Kolusi terjadi apabila seseorang membuat sebuah karya dan mengizinkan orang lain untuk menyontek atau meniru karyanya. Kolusi berbeda dengan kerja kelompok. Kerja kelompok akan menghasilkan suatu karya. Sementara kolusi tidak demikian. Satu karya untuk banyak orang yang bukan dalam satu kelompok.

Copy dan Paste
Istilah ini sudah bukan sesuatu yang asing terdengar di telinga kita. Istilah ini identik dengan karya yang dipublikasikan di dunia maya/internet dalam bentuk softcopy atau yang bertalian dengan file-file, data, document, dan lain sebagainya. Copy adalah kata yang berasal dari bahasa inggris yang artinya menyalin/menggandakan, sedangkan Paste yaitu suatu proses menempatkan hasil Copy-an tadi baik itu dalam sebuah karya baru atau karya yang sudah jadi. Jadi kedua istilah ini selalu berdampingan atau tidak bisa dilepaspisahkan. Praktik ini tetap dianggap plagiarisme entah dengan mengubah sebagian atau seluruh isi file atau dokumen.

Plagiarisme Penuh
Si A disuruh membuat artikel tentang profesi guru misalnya. Karena tidak mempunyai wawasan yang luas dan tidak gemar membaca, akhirnya si A mengadopsi sepenuhnya artikel orang lain entah dari mana asalnya, yang sudah jelas bukan karyanya lalu diakui bahwa artikel tersebut adalah hasil karyanya sendiri.
Plagiarisme Parsial
Plagiarisme jenis ini muncul ketika otak sudah tak mampu memproduksi kalimat-kalimat yang baik dan baku.
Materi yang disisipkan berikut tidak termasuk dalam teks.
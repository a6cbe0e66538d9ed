//! Value log implementation
//!
//! The value log is the engine's write-ahead log: every mutation is
//! appended here before it reaches a memtable. Values at or above the
//! inline threshold stay here for good and the LSM tree stores a pointer
//! to them, which keeps sorted tables small and compaction cheap.
//!
//! Segments are named `{fid:06}.vlog` and never reused. Old segments are
//! reclaimed by [`ValueLog::garbage_collect`].

mod entry;
mod gc;
mod reader;
mod writer;

pub use gc::GcTarget;

use crate::{Entry, LodeError, Options, Result, ValuePointer};
use bytes::Bytes;
use parking_lot::{Mutex, RwLock};
use std::collections::{BTreeMap, BTreeSet, HashMap};
use std::fs::{self, File, OpenOptions};
use std::os::unix::fs::FileExt;
use std::path::{Path, PathBuf};
use std::sync::atomic::{AtomicBool, Ordering};
use std::sync::Arc;
use tracing::{debug, info, warn};

/// Value log file extension
pub const VLOG_EXT: &str = "vlog";

/// Value log configuration
#[derive(Debug, Clone)]
pub struct VlogOptions {
    /// Directory holding the segments
    pub dir: PathBuf,
    /// Segment size in bytes before rotation
    pub file_size: u64,
    /// fsync after every write
    pub sync_writes: bool,
    /// Open existing segments for reading only; nothing is created or removed
    pub read_only: bool,
}

impl From<&Options> for VlogOptions {
    fn from(opts: &Options) -> Self {
        Self {
            dir: opts.dir.clone(),
            file_size: opts.value_log_file_size,
            sync_writes: opts.sync_writes,
            read_only: false,
        }
    }
}

/// Path of segment `fid` inside `dir`
pub fn vlog_path(dir: &Path, fid: u64) -> PathBuf {
    dir.join(format!("{:06}.{}", fid, VLOG_EXT))
}

/// Parse a segment id out of a file name like `000003.vlog`
pub fn parse_vlog_fid(name: &str) -> Option<u64> {
    name.strip_suffix(".vlog")
        .filter(|stem| !stem.is_empty() && stem.bytes().all(|b| b.is_ascii_digit()))
        .and_then(|stem| stem.parse().ok())
}

/// One open segment.
///
/// Shared by `Arc`; a retired segment is unlinked when the last reader
/// lets go of it.
pub(crate) struct LogFile {
    fid: u64,
    path: PathBuf,
    file: File,
    retired: AtomicBool,
}

impl LogFile {
    fn open(dir: &Path, fid: u64, read_only: bool) -> Result<Self> {
        let path = vlog_path(dir, fid);
        let file = if read_only {
            File::open(&path)?
        } else {
            OpenOptions::new()
                .create(true)
                .read(true)
                .append(true)
                .open(&path)?
        };
        Ok(Self {
            fid,
            path,
            file,
            retired: AtomicBool::new(false),
        })
    }

    pub fn fid(&self) -> u64 {
        self.fid
    }

    pub fn len(&self) -> Result<u64> {
        Ok(self.file.metadata()?.len())
    }

    fn read_at(&self, buf: &mut [u8], offset: u64) -> Result<()> {
        self.file.read_exact_at(buf, offset)?;
        Ok(())
    }
}

impl Drop for LogFile {
    fn drop(&mut self) {
        if self.retired.load(Ordering::Acquire) {
            match fs::remove_file(&self.path) {
                Ok(()) => info!("Removed value log segment {}", self.fid),
                Err(e) => warn!("Failed to remove value log segment {:?}: {}", self.path, e),
            }
        }
    }
}

/// Segment being appended to
struct ActiveSegment {
    log: Arc<LogFile>,
    offset: u64,
}

/// The segmented value log
pub struct ValueLog {
    options: VlogOptions,
    files: RwLock<BTreeMap<u64, Arc<LogFile>>>,
    writer: Mutex<ActiveSegment>,
    /// Bytes known to be garbage per segment, reported by compaction
    discard: Mutex<HashMap<u64, u64>>,
    gc: Mutex<gc::GcState>,
}

impl ValueLog {
    /// Open the value log.
    ///
    /// Segments listed in `deleted` were reclaimed before a crash could
    /// remove them and are deleted now. New segment ids start no lower
    /// than `next_fid`. A read-only log skips reclaimed segments instead.
    pub fn open(options: VlogOptions, deleted: &BTreeSet<u64>, next_fid: u64) -> Result<Self> {
        if !options.read_only {
            fs::create_dir_all(&options.dir)?;
        }

        let mut files = BTreeMap::new();
        for fid in Self::list_segments(&options.dir)? {
            if deleted.contains(&fid) {
                if options.read_only {
                    continue;
                }
                let path = vlog_path(&options.dir, fid);
                match fs::remove_file(&path) {
                    Ok(()) => info!("Removed reclaimed value log segment {}", fid),
                    Err(e) => warn!("Failed to remove reclaimed segment {:?}: {}", path, e),
                }
                continue;
            }
            files.insert(
                fid,
                Arc::new(LogFile::open(&options.dir, fid, options.read_only)?),
            );
        }

        let active = match files.values().next_back() {
            Some(log) => log.clone(),
            None if options.read_only => {
                return Err(LodeError::Io(std::io::Error::new(
                    std::io::ErrorKind::NotFound,
                    format!("no value log segment in {:?}", options.dir),
                )));
            }
            None => {
                let fid = next_fid.max(1);
                let log = Arc::new(LogFile::open(&options.dir, fid, false)?);
                crate::manifest::sync_dir(&options.dir)?;
                files.insert(fid, log.clone());
                log
            }
        };
        let offset = active.len()?;

        debug!(
            "Opened value log with {} segments, appending to {} at {}",
            files.len(),
            active.fid(),
            offset
        );

        Ok(Self {
            options,
            files: RwLock::new(files),
            writer: Mutex::new(ActiveSegment {
                log: active,
                offset,
            }),
            discard: Mutex::new(HashMap::new()),
            gc: Mutex::new(gc::GcState::default()),
        })
    }

    fn list_segments(dir: &Path) -> Result<Vec<u64>> {
        let mut fids = Vec::new();
        for entry in fs::read_dir(dir)? {
            let entry = entry?;
            if let Some(fid) = entry.file_name().to_str().and_then(parse_vlog_fid) {
                fids.push(fid);
            }
        }
        fids.sort_unstable();
        Ok(fids)
    }

    /// Ids of the segments currently readable
    pub fn segment_ids(&self) -> Vec<u64> {
        self.files.read().keys().copied().collect()
    }

    pub fn is_read_only(&self) -> bool {
        self.options.read_only
    }

    /// Id of the segment being appended to
    pub fn active_fid(&self) -> u64 {
        self.writer.lock().log.fid()
    }

    /// Lowest id a new segment may take
    pub fn next_fid(&self) -> u64 {
        self.active_fid() + 1
    }

    fn segment(&self, fid: u64) -> Result<Arc<LogFile>> {
        self.files.read().get(&fid).cloned().ok_or(LodeError::Retry(fid))
    }

    /// Read the entry `ptr` points at.
    ///
    /// Fails with `Retry` when the segment has been reclaimed; the caller
    /// must look the key up again to get its new location.
    pub fn read_entry(&self, ptr: &ValuePointer) -> Result<Entry> {
        let log = self.segment(ptr.fid)?;
        let mut buf = vec![0u8; ptr.len as usize];
        log.read_at(&mut buf, ptr.offset)?;
        let (entry, _) = entry::decode(&buf).map_err(|e| match e {
            LodeError::ChecksumMismatch { expected, actual } => LodeError::Corruption(format!(
                "value log record {} checksum mismatch: expected {}, got {}",
                ptr, expected, actual
            )),
            other => other,
        })?;
        Ok(entry)
    }

    /// Read the value `ptr` points at
    pub fn read(&self, ptr: &ValuePointer) -> Result<Bytes> {
        Ok(self.read_entry(ptr)?.value)
    }

    /// Note `bytes` of garbage in segment `fid`
    pub fn record_discard(&self, fid: u64, bytes: u64) {
        *self.discard.lock().entry(fid).or_insert(0) += bytes;
    }

    /// Garbage bytes reported so far per segment
    pub fn discard_stats(&self) -> HashMap<u64, u64> {
        self.discard.lock().clone()
    }

    /// fsync the active segment
    pub fn sync(&self) -> Result<()> {
        self.writer.lock().log.file.sync_all()?;
        Ok(())
    }
}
Akhirnya yang dilakukan adalah mengadopsi beberapa paragraf dari karya atau sumber lain dan disatukan dengan karyanya tanpa menulis referensi (sumber) dari hasil adopsi tersebut. Lalu kemudian, untuk mengurangi kecurigaan, diubahlah beberapa kata dan kalimat dari paragraf tersebut sehingga tidak terlau mencolok karya orang lainnya. Namun demikian, berapapun banyak kalimat yang diubah dan tidak, tetaplah dinamakan plagiarisme.

Parafrase tanpa referensi
Parafrase merupakan pengungkapan kembali suatu konsep atau gagasan menggunakan cara lain namun tetap dalam bahasa yang sama dan tanpa mengubah sedikitpun maknanya. Aktivitas ini memberikan kemungkinan kepada si penulis untuk memberikan penekanan yang agak berlainan dengan penulis asli. Pertanyaan yang kemudian muncul adalah, bukankah parafrase merupakan salah satu keterampilan mendasar yang harus dimiliki dan dikuasai oleh setiap orang dalam menulis? Ia memang benar, namun akan menjadi masalah dan dipermasalahkan jika dan hanya jika tidak disertai referensi atau sumber rujukan dari karya (tulisan) yang dikutip tersebut. Si penulis harus tetap mencantumkan sumber aslinya, jika tidak ingin dianggap plagiat.

Pencurian Gagasan
Pencurian gagasan adalah suatu aktivitas dalam menulis yang mengambil hasil pemikiran atau ide orang lain untuk membuat karya sendiri. Hal ini dianggap plagiarisme jika gagasan orisinal orang lain itu tidak disertakan member kredit atau referensi karya yang diambil tersebut. Kebanyakan orang memberi alasan lupa dan tidak tahu lagi alamat atau asal karya tersebut diambil.
Pencurian gagasan berbeda dan harus dibedakan antara pengetahuan umum (common knowledge) yang tidak dianggap sebagai plagiarism (misalnya, Indonesia meredeka 17 Agustus 1945; Hari Pendidikan Nasional).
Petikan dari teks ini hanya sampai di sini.